Si Waly attend son heure, d’autres sont déjà en Espagne. L’un des plus célèbres d’entre eux s’appelle Mbaye. Excellent pêcheur, affable, pieux, ce jeune homme de trente ans environs forçait le respect de tous. Entre «Barça» et Barsax, comme l’écrivait le confrère Madior Fall dans le journal Sud Quotidien, le destin l’a fait débarquer en terre catalane. Du fait de sa nature sage, il était difficile d’imaginer que lui aussi planifiait l’exil. Parti de la plage de Soumbédioune une première fois à bord de sa grande pirogue, en compagnie d’un nombre limité de volontaires, il rebrousse chemin et revient à son point de départ. Loin de la devise «partir ou mourir», il passe un mois à évaluer les difficultés du voyage, leur trouve des solutions, se munit d’un Gps pour orienter sa barque, réembarque avant d’accoster à Barcelone. Le temps de souffler après une traversée périlleuse, de prendre ses repères et d’intégrer le territoire autonome de la Catalogne, trois semaines s’écoulent avant que Mbaye joigne famille et parents par téléphone. Soulagement.
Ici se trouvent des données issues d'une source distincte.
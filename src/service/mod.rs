//! Service integrations for external APIs and clients.
//!
//! This module contains the remote platform integration used by the teams-bridge.
//! The module defines both a generic trait and a concrete (Graph) implementation,
//! allowing for extensibility and easy testing.

pub mod teams;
Soulagement aussi chez un autre candidat, mais pour une autre raison, celle d’avoir échappé à la noyade. Sidy B. est un homme à l’exubérance affichée, un boute-en-train sympathique et agaçant du milieu des mareyeurs. Le Grand bleu l’a sans doute épargné de sa voracité, sacré nageur qu’il est. L’expérience et l’échec traumatisant de la traversée lui auraient détraqué une partie des neurones, disent les mauvaises langues. «Dans la pirogue, on se donnait des coups très violents sans que nous-mêmes nous en sachions les raisons», a-t-il confié à quelques amis à son retour au pays natal. Admis dans un hôpital dakarois, il en serait ressorti mentalement sain, moralement atteint.

REALITES

Mais lui, il vit encore. Une de ses connaissances -ici tout le monde se connaît- a fini d’être enterré au cimetière de Yoff. C’est l’une des victimes mortelles de l’émigration. Appelons le Badou. Le piège de l’Atlantique s’est refermé sur ses ambitions. Le jour de la cérémonie funèbre à la Médina, l’émotion était à la hauteur du drame survenu. Waly, Mbaye, Sidi B. et Badou, quatre cas, quatre fortunes diverses mais également quatre drames nationaux, au-delà de l’échec des uns et des autres dans leur soif d’exil.

«Si ce n’était que la pêche qui périclitait !», souffle une de nos connaissances. La Corniche est un melting-pot de grands et petits boulots très dépendants de l’environnement immédiat. Artère fermée à la circulation, elle livre au quotidien son lot de catastrophes individuelles ou collectives. Installé à l’intersection des boulevards Gueule Tapée et Martin Luther King, Mamadou était le vendeur de fruits attitré des lieux, avec une clientèle essentiellement occidentale. Au début de ce mois, il a détruit le chariot de bois qui lui servait d’attelage pour ses produits, faute d’acheteurs. Les débris de son «pousse-pousse» ? Largués sur la plage de Soumbédioune. No comment.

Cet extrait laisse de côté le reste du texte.